» **TRY IT**: Please find every line of the listing below where "CubeOptions" occurs and copy it.

» **PROVIDED DATA**:

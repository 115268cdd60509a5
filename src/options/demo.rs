use serde::{Deserialize, Serialize};

use super::camera::ViewOptions;
use crate::instancing::{
    ComposeOrder, CountLimits, Extent, GeneratorError, ScaleMode, ScaleRange,
    TransformGenerator,
};

/// Settings for the tree forest.
#[derive(Debug, Clone, Serialize, Deserialize, PartialEq)]
#[serde(default)]
pub struct ForestOptions {
    /// Number of trees generated at startup.
    pub instances: u32,
    /// Trees are placed with x and z in `[-extent, extent]`.
    pub extent: f32,
    /// Smallest scale factor, inclusive.
    pub scale_min: f32,
    /// Largest scale factor, exclusive.
    pub scale_max: f32,
    /// Which axes the random scale applies to.
    pub scale_mode: ScaleMode,
    /// Whether scale happens before or after translation.
    pub compose_order: ComposeOrder,
    /// Step, floor and ceiling for the `=`/`-` keys.
    pub limits: CountLimits,
    /// Radial segments of the trunk and crowns.
    pub tree_segments: u32,
    /// RNG seed; `None` draws from entropy.
    pub seed: Option<u64>,
    /// Camera placement.
    pub view: ViewOptions,
}

impl Default for ForestOptions {
    fn default() -> Self {
        Self {
            instances: 15_000,
            extent: 140.0,
            scale_min: 0.5,
            scale_max: 2.5,
            scale_mode: ScaleMode::Vertical,
            compose_order: ComposeOrder::ScaleThenTranslate,
            limits: CountLimits {
                step: 1_000,
                floor: 1_000,
                ceiling: 100_000,
            },
            tree_segments: 8,
            seed: None,
            view: ViewOptions::forest(),
        }
    }
}

/// Settings for the GPU-animated cube cloud.
#[derive(Debug, Clone, Serialize, Deserialize, PartialEq)]
#[serde(default)]
pub struct CubeOptions {
    /// Number of cubes drawn at startup.
    pub instances: u32,
    /// Size of the seed point pool; also caps the instance count.
    pub max_instances: u32,
    /// Step, floor and ceiling for the `=`/`-` keys.
    pub limits: CountLimits,
    /// Half edge length of one cube.
    pub cube_scale: f32,
    /// Diffuse texture; a checkerboard is used if it cannot be read.
    pub texture_path: String,
    /// Animation parameters: spin speed, bob height, bob frequency, scale.
    pub data: [f32; 4],
    /// RNG seed; `None` draws from entropy.
    pub seed: Option<u64>,
    /// Camera placement.
    pub view: ViewOptions,
}

impl Default for CubeOptions {
    fn default() -> Self {
        Self {
            instances: 1_000,
            max_instances: 1_000_000,
            limits: CountLimits::default(),
            cube_scale: 0.2,
            texture_path: "textures/crate.bmp".into(),
            data: [0.3, 0.6, 0.5, 1.2],
            seed: None,
            view: ViewOptions::cubes(),
        }
    }
}

impl ForestOptions {
    /// Build the transform generator these settings describe.
    ///
    /// # Errors
    ///
    /// Returns [`GeneratorError`] if `extent` or the scale bounds are out
    /// of range.
    pub fn generator(&self) -> Result<TransformGenerator, GeneratorError> {
        let extent = Extent::new(self.extent)?;
        let scale = ScaleRange::new(self.scale_min, self.scale_max)?;
        Ok(TransformGenerator::new(extent, scale)
            .with_mode(self.scale_mode)
            .with_order(self.compose_order))
    }
}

» **WRITTEN ANSWER**:
pub struct CubeOptions {
impl Default for CubeOptions {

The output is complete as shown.